Date - March 24, 2017
1:00 pm

What

Professor
Department of Chemistry and Biochemistry
University of California, Los Angeles

Title: “Phosphines and Phosphinocatalysis”

Abstract:

Soft nucleophilic phosphinocatalysis has been known since the 1960s as a result of the pioneering work of Horner, Price, Rauhut−Currier, and Morita. In the 1990s, Trost and Lu made important discoveries, reporting isomerization, umpolung addition, and [3+2] cycloaddition. Nonetheless, it was not until the 2000s that the area of phosphinocatalysis began to flourish. My group, through careful analysis of the mechanism of the phosphinocatalysis reactions, has demonstrated over two dozen new reactions facilitated by phosphine catalysts. The results are a one-step conversion of simple acyclic starting materials into various carbo- and heterocycles. The practical values of these one-step phosphine-catalyzed annulation processes are significant since (1) they are atom economic and environmentally friendly, and (2) the heterocycles are an immense class of organic compounds with numerous practical applications.
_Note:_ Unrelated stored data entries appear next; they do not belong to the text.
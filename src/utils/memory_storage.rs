//! In-memory ledger store for testing and development

use async_trait::async_trait;
use std::collections::HashMap;
use std::sync::atomic::{AtomicBool, Ordering};
use std::sync::{Arc, RwLock};

use crate::traits::*;
use crate::types::*;

/// In-memory store. Clones share the same data.
///
/// Entries keep their append order, which is the book order reconciliation
/// relies on.
#[derive(Debug, Clone)]
pub struct MemoryStore {
    accounts: Arc<RwLock<HashMap<String, Account>>>,
    entries: Arc<RwLock<Vec<JournalEntry>>>,
    available: Arc<AtomicBool>,
}

impl MemoryStore {
    /// Create an empty store
    pub fn new() -> Self {
        Self {
            accounts: Arc::new(RwLock::new(HashMap::new())),
            entries: Arc::new(RwLock::new(Vec::new())),
            available: Arc::new(AtomicBool::new(true)),
        }
    }

    /// Create a store pre-loaded with a chart of accounts
    pub fn with_accounts(accounts: Vec<Account>) -> Self {
        let store = Self::new();
        if let Ok(mut map) = store.accounts.write() {
            map.extend(accounts.into_iter().map(|a| (a.id.clone(), a)));
        }
        store
    }

    /// Simulate an outage; every call fails with `Unavailable` while false
    pub fn set_available(&self, available: bool) {
        self.available.store(available, Ordering::SeqCst);
    }

    /// Number of stored entries, whatever their status
    pub fn entry_count(&self) -> usize {
        self.entries.read().map(|e| e.len()).unwrap_or(0)
    }

    /// Clear all data (useful for testing)
    pub fn clear(&self) -> LedgerResult<()> {
        self.accounts.write().map_err(poisoned)?.clear();
        self.entries.write().map_err(poisoned)?.clear();
        Ok(())
    }

    fn ensure_available(&self) -> LedgerResult<()> {
        if self.available.load(Ordering::SeqCst) {
            Ok(())
        } else {
            Err(LedgerError::Unavailable("memory store offline".to_string()))
        }
    }
}

impl Default for MemoryStore {
    fn default() -> Self {
        Self::new()
    }
}

fn poisoned<T>(_: T) -> LedgerError {
    LedgerError::Storage("lock poisoned".to_string())
}

#[async_trait]
impl LedgerStore for MemoryStore {
    async fn get_accounts(&self) -> LedgerResult<Vec<Account>> {
        self.ensure_available()?;
        let accounts = self.accounts.read().map_err(poisoned)?;
        Ok(accounts.values().cloned().collect())
    }

    async fn get_posted_entries(&self, period: Period) -> LedgerResult<Vec<JournalEntry>> {
        self.ensure_available()?;
        let entries = self.entries.read().map_err(poisoned)?;
        Ok(entries
            .iter()
            .filter(|entry| entry.is_posted() && period.contains(entry.date))
            .cloned()
            .collect())
    }

    async fn insert_account(&self, account: &Account) -> LedgerResult<()> {
        self.ensure_available()?;
        let mut accounts = self.accounts.write().map_err(poisoned)?;
        if accounts.contains_key(&account.id) {
            return Err(LedgerError::DuplicateAccount(account.id.clone()));
        }
        accounts.insert(account.id.clone(), account.clone());
        Ok(())
    }

    async fn append_entry(&self, entry: &JournalEntry) -> LedgerResult<()> {
        self.ensure_available()?;
        let mut entries = self.entries.write().map_err(poisoned)?;
        if entries.iter().any(|existing| existing.id == entry.id) {
            return Err(LedgerError::DuplicateEntry(entry.id.clone()));
        }
        entries.push(entry.clone());
        Ok(())
    }

    async fn get_entry(&self, entry_id: &str) -> LedgerResult<Option<JournalEntry>> {
        self.ensure_available()?;
        let entries = self.entries.read().map_err(poisoned)?;
        Ok(entries.iter().find(|e| e.id == entry_id).cloned())
    }

    async fn mark_void(&self, entry_id: &str) -> LedgerResult<()> {
        self.ensure_available()?;
        let mut entries = self.entries.write().map_err(poisoned)?;
        let entry = entries
            .iter_mut()
            .find(|e| e.id == entry_id)
            .ok_or_else(|| LedgerError::EntryNotFound(entry_id.to_string()))?;
        entry.status = EntryStatus::Void;
        entry.updated_at = chrono::Utc::now().naive_utc();
        Ok(())
    }
}
//! Reconciliation value objects

use bigdecimal::BigDecimal;
use chrono::NaiveDate;
use serde::{Deserialize, Serialize};

use crate::types::Period;

/// One line of an external bank statement
#[derive(Debug, Clone, PartialEq, Serialize, Deserialize)]
pub struct BankStatementLine {
    pub id: String,
    pub date: NaiveDate,
    /// Positive for deposits, negative for withdrawals
    pub amount: BigDecimal,
    pub description: Option<String>,
    pub reference: Option<String>,
}

impl BankStatementLine {
    pub fn new(id: impl Into<String>, date: NaiveDate, amount: BigDecimal) -> Self {
        Self {
            id: id.into(),
            date,
            amount,
            description: None,
            reference: None,
        }
    }
}

/// A posted ledger line on the account being reconciled
#[derive(Debug, Clone, PartialEq, Serialize, Deserialize)]
pub struct BookTransaction {
    pub entry_id: String,
    pub line_id: String,
    pub date: NaiveDate,
    pub reference: Option<String>,
    /// Debit minus credit
    pub amount: BigDecimal,
}

/// Why an item did not match
#[derive(Debug, Clone, Copy, PartialEq, Eq, Serialize, Deserialize)]
#[serde(rename_all = "lowercase")]
pub enum DifferenceKind {
    /// In the books but not on the bank statement
    Missing,
    /// On the bank statement but not in the books
    Extra,
}

/// An unmatched item
#[derive(Debug, Clone, PartialEq, Serialize, Deserialize)]
pub struct ReconciliationDifference {
    #[serde(rename = "type")]
    pub kind: DifferenceKind,
    /// Book line id for `Missing`, bank line id for `Extra`
    pub source_id: String,
    pub date: NaiveDate,
    pub amount: BigDecimal,
    pub reference: Option<String>,
}

/// A book line paired with a bank line
#[derive(Debug, Clone, PartialEq, Serialize, Deserialize)]
pub struct MatchedPair {
    pub book_line_id: String,
    pub bank_line_id: String,
    pub amount: BigDecimal,
}

/// Totals for a reconciliation run
#[derive(Debug, Clone, PartialEq, Serialize, Deserialize)]
pub struct ReconciliationSummary {
    /// Sum of book transaction amounts in the period (a flow, not a running balance)
    pub book_balance: BigDecimal,
    /// Sum of bank statement amounts
    pub bank_balance: BigDecimal,
    /// `book_balance - bank_balance`
    pub difference: BigDecimal,
    pub matched_count: usize,
    pub missing_count: usize,
    pub extra_count: usize,
}

/// Result of reconciling one account for one period
#[derive(Debug, Clone, PartialEq, Serialize, Deserialize)]
pub struct ReconciliationResult {
    pub account_id: String,
    pub period: Period,
    pub is_reconciled: bool,
    pub matches: Vec<MatchedPair>,
    pub differences: Vec<ReconciliationDifference>,
    pub summary: ReconciliationSummary,
}
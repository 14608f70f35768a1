//! Income tax computation

pub mod income;

pub use income::*;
One recent, particularly significant advancement is the creation of chiral phosphines that are derived from a natural amino acid, L-hydroxyproline. Their synthetic utility in the phosphine catalyzed annulations, application in total syntheses of (+)-ibophyllidine and (–)-actinophyllic acid, and commercialization will also be discussed. The phosphinocatalysis reactions that my group has developed have produced structurally varied heterocycles of immense value for numerous practical applications. To illustrate the utility of these heterocycles, my group has been engaged in chemical genetic studies, resulting in the identification of the following bio-modulators: (1) inhibitors of the enzymes GGTase-I and Rab GGTase; (2) an anti-arrhythmic agent (named “efsevin”) to rescue zebrafish tremblor mutant; (3) an inhibitor (named “aplexone”) of cholesterol biosynthesis that is more potent than Pfizer’s Lipitor; (4) compounds inhibiting cell migration and cell invasion; (5) interferon γ-like compounds that augment innate immune responses of macrophages; (6) inhibitors of cytotoxic T cell lytic granule exocytosis; and (7) inhibitors of serine hydrolases that are specific for platelet-activating factor acetylhydrolases 1b2 and 1b3 (PAFAH1b2/3). Chemical biological studies related with these molecules will be presented during the talk. In addition, recent development in phosphine oxide catalysis research will also be introduced.